- [PROMPT]
Each line of the data that mentions the string "rest" needs to be identified and copied.

- [INFORMATION GIVEN]
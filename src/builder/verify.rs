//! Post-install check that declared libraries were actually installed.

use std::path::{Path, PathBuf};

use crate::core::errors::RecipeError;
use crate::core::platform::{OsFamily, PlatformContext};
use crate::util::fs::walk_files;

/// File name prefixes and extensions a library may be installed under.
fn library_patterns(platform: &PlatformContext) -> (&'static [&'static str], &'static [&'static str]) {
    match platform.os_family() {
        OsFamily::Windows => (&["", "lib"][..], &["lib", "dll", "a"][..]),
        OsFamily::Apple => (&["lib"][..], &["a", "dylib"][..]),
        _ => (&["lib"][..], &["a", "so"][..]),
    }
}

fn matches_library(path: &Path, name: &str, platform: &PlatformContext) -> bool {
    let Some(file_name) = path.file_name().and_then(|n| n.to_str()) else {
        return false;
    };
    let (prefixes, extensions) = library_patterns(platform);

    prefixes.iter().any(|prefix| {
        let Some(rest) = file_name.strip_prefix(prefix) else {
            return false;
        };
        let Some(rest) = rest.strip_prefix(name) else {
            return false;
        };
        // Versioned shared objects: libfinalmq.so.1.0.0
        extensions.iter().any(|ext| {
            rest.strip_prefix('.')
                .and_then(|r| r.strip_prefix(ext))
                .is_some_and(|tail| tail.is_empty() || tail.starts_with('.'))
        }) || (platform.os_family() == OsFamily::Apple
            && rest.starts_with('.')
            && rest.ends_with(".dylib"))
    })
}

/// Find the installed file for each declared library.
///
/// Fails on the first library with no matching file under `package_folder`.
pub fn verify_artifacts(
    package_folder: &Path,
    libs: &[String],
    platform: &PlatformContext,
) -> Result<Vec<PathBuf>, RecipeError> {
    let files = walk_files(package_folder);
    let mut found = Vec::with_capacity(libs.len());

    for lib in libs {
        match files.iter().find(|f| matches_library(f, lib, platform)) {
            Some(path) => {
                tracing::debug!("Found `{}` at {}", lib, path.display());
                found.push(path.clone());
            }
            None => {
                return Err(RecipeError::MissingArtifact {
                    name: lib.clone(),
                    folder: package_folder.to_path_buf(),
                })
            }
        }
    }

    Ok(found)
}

---

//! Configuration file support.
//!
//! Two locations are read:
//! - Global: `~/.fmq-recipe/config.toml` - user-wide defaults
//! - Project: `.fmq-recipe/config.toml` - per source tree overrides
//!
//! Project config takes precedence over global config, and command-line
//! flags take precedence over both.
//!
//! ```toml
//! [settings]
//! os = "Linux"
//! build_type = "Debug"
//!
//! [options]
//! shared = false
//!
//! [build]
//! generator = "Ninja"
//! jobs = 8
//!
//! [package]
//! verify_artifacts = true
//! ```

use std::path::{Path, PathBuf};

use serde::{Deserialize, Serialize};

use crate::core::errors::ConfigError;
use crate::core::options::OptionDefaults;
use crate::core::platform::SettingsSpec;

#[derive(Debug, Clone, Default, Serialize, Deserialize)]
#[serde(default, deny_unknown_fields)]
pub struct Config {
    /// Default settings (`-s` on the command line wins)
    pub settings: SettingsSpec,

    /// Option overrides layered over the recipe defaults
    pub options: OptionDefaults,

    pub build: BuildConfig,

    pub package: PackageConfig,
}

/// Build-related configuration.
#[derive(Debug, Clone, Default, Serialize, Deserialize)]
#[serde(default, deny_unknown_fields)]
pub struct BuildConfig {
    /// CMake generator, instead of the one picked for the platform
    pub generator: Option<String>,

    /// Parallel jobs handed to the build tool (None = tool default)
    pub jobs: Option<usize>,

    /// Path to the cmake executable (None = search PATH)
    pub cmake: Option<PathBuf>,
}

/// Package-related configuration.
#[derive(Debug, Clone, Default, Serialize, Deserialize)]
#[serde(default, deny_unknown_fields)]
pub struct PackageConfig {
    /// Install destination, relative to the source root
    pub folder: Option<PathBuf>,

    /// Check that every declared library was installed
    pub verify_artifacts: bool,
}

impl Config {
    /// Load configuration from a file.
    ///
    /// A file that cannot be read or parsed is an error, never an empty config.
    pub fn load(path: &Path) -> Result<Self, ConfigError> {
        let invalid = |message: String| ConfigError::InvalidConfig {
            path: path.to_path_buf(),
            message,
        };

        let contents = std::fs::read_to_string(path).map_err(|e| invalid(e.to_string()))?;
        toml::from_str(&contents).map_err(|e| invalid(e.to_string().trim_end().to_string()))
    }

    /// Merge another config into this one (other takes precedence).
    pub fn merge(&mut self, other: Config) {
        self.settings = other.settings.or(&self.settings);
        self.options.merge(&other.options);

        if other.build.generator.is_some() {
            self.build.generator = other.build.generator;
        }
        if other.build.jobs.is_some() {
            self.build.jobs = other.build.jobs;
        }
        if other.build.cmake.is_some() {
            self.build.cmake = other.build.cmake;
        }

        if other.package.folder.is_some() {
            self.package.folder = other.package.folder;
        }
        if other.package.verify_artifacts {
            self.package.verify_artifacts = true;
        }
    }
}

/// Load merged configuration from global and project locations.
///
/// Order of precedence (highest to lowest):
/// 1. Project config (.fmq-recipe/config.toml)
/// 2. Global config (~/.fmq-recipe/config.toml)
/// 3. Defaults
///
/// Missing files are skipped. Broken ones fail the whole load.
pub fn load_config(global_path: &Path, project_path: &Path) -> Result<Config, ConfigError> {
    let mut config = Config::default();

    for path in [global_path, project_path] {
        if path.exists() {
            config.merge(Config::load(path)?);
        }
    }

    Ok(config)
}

* * *

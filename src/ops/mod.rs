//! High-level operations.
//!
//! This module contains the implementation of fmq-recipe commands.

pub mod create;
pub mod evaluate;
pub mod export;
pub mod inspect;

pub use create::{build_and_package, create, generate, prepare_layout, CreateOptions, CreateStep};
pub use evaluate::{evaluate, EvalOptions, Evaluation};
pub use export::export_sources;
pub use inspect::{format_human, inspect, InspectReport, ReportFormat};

- [RESPONSE]
        let Some(rest) = file_name.strip_prefix(prefix) else {
        let Some(rest) = rest.strip_prefix(name) else {
            rest.strip_prefix('.')
            && rest.starts_with('.')
            && rest.ends_with(".dylib"))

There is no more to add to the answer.